Les capacités militaires européennes limitées. Mais le dépit perçait sous la politesse du propos. Si le Ministre n'a pas voulu mettre en cause ses collègues de la défense (*), il n'en était
pas loin. "On m'a répondu (sur sa proposition d'intervention européenne) que les capacités européennes ne sont pas suffisamment disponibles. Il faut sûrement renforcer notre politique européenne de sécurité et de défense". Concernant les deux battlegroups de permanence, il a confirmé que les Allemands ne voulaient pas intervenir. Les Britanniques non plus mais de façon moins affirmée. En fait, le salut va venir de l'Inde. "Puisque Karel (De Gucht, le ministre belge), nous l'a confirmé, l'Inde va envoyer 1200 Guhrkas" (ils devraient arriver d'ici la fin du mois).

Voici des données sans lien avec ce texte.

//! Seams for exercising the allocator against scripted collaborators.

use std::collections::VecDeque;
use std::sync::atomic::{AtomicUsize, Ordering};
use std::sync::{Barrier, Mutex};

use super::{AllocationError, Allocator, CodeGenerator, LinkStore, StoreError};
use crate::models::ShortLink;

/// Hands out a fixed sequence of codes, then keeps repeating the last one.
pub struct ScriptedGenerator {
    codes: Mutex<VecDeque<String>>,
    last: Mutex<String>,
    calls: AtomicUsize,
}

impl ScriptedGenerator {
    pub fn new(codes: &[&str]) -> Self {
        ScriptedGenerator {
            codes: Mutex::new(codes.iter().map(|c| c.to_string()).collect()),
            last: Mutex::new(codes.last().map(|c| c.to_string()).unwrap_or_default()),
            calls: AtomicUsize::new(0),
        }
    }

    pub fn repeating(code: &str) -> Self {
        Self::new(&[code])
    }

    pub fn calls(&self) -> usize {
        self.calls.load(Ordering::SeqCst)
    }
}

impl CodeGenerator for ScriptedGenerator {
    fn generate(&self) -> String {
        self.calls.fetch_add(1, Ordering::SeqCst);
        match self.codes.lock().unwrap().pop_front() {
            Some(code) => {
                *self.last.lock().unwrap() = code.clone();
                code
            }
            None => self.last.lock().unwrap().clone(),
        }
    }
}

#[derive(Clone, Copy, PartialEq, Eq)]
enum CheckMode {
    Honest,
    Failing,
    /// Always answers "free", forcing every collision to surface at insert.
    Blind,
}

/// Wraps a store and counts calls into it.
pub struct CountingStore<S> {
    inner: S,
    mode: CheckMode,
    exists_calls: AtomicUsize,
    insert_calls: AtomicUsize,
}

impl<S: LinkStore> CountingStore<S> {
    pub fn new(inner: S) -> Self {
        Self::with_mode(inner, CheckMode::Honest)
    }

    pub fn failing(inner: S) -> Self {
        Self::with_mode(inner, CheckMode::Failing)
    }

    pub fn blind(inner: S) -> Self {
        Self::with_mode(inner, CheckMode::Blind)
    }

    fn with_mode(inner: S, mode: CheckMode) -> Self {
        CountingStore {
            inner,
            mode,
            exists_calls: AtomicUsize::new(0),
            insert_calls: AtomicUsize::new(0),
        }
    }

    pub fn exists_calls(&self) -> usize {
        self.exists_calls.load(Ordering::SeqCst)
    }

    pub fn insert_calls(&self) -> usize {
        self.insert_calls.load(Ordering::SeqCst)
    }
}

impl<S: LinkStore> LinkStore for CountingStore<S> {
    fn exists(&self, short_path: &str) -> Result<bool, StoreError> {
        self.exists_calls.fetch_add(1, Ordering::SeqCst);
        match self.mode {
            CheckMode::Honest => self.inner.exists(short_path),
            CheckMode::Failing => Err(StoreError::Unavailable("connection refused".to_string())),
            CheckMode::Blind => Ok(false),
        }
    }

    fn insert(&self, short_path: &str, original_url: &str) -> Result<ShortLink, StoreError> {
        self.insert_calls.fetch_add(1, Ordering::SeqCst);
        self.inner.insert(short_path, original_url)
    }

    fn get(&self, short_path: &str) -> Result<Option<ShortLink>, StoreError> {
        self.inner.get(short_path)
    }

    fn list(&self, limit: u32) -> Result<Vec<ShortLink>, StoreError> {
        self.inner.list(limit)
    }

    fn count(&self) -> Result<i64, StoreError> {
        self.inner.count()
    }
}

/// Holds the first `parties` existence checks at a barrier until all of them
/// have been answered, so every racer passes its pre-check before any insert.
pub struct GatedStore<S> {
    inner: S,
    parties: usize,
    barrier: Barrier,
    checks: AtomicUsize,
}

impl<S: LinkStore> GatedStore<S> {
    pub fn new(inner: S, parties: usize) -> Self {
        GatedStore {
            inner,
            parties,
            barrier: Barrier::new(parties),
            checks: AtomicUsize::new(0),
        }
    }
}

impl<S: LinkStore> LinkStore for GatedStore<S> {
    fn exists(&self, short_path: &str) -> Result<bool, StoreError> {
        let answer = self.inner.exists(short_path);
        if self.checks.fetch_add(1, Ordering::SeqCst) < self.parties {
            self.barrier.wait();
        }
        answer
    }

    fn insert(&self, short_path: &str, original_url: &str) -> Result<ShortLink, StoreError> {
        self.inner.insert(short_path, original_url)
    }

    fn get(&self, short_path: &str) -> Result<Option<ShortLink>, StoreError> {
        self.inner.get(short_path)
    }

    fn list(&self, limit: u32) -> Result<Vec<ShortLink>, StoreError> {
        self.inner.list(limit)
    }

    fn count(&self) -> Result<i64, StoreError> {
        self.inner.count()
    }
}

/// Run two allocations on separate threads and collect both outcomes.
pub fn race(
    a: &Allocator,
    b: &Allocator,
    url_a: &str,
    url_b: &str,
) -> Vec<Result<ShortLink, AllocationError>> {
    std::thread::scope(|s| {
        let left = s.spawn(|| a.allocate(url_a));
        let right = s.spawn(|| b.allocate(url_b));
        vec![left.join().unwrap(), right.join().unwrap()]
    })
}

Les règles d'engagement de la Monuc en cause. Sans doute faut-il aussi renforcer la Monuc dont les "règles d'engagement ne sont peut-être pas bien définies. Que voulez-vous faire, nous avons des troupes qui parfois ne peuvent pas tirer, ou seulement pour se défendre." Voilà pour les propos publics...
"Kinshasa, il serait temps d'y retourner". Ensuite, sortant de la salle, et croisant le général Joana - ancien responsable de la mission "réforme de la sécurité (Eusec)" au Congo et aujourd'hui conseiller Afrique de Javier Solana, le haut représentant de l'UE pour la politique étrangère - qui le salue "On s'est vu à Kinshasha, M. le ministre", Kouchner n'a pu s'empêcher de lui répliquer, tout à trac : "Ben oui Kinshasa, il serait temps d'y retourner, et même plus à l'est" explique-t-il.
(*) De façon générale, tous les Ministres de la défense de l'UE étaient réticents à une intervention militaire contrairement à certains ministres des Affaires étrangères, belge et néerlandais notamment plus enclins à celle-ci.
(NGV)
(Photo : Conseil de l'Union européenne)
Je ne vois pas comment nous pourrions intervenir en Afrique plus qu’aujourd’hui. Après tout, les Africains ne peuvent pas nous reprocher en permanence notre impérialisme, et nous appeler au secour dès qu’il y a une guerre civile quelque part.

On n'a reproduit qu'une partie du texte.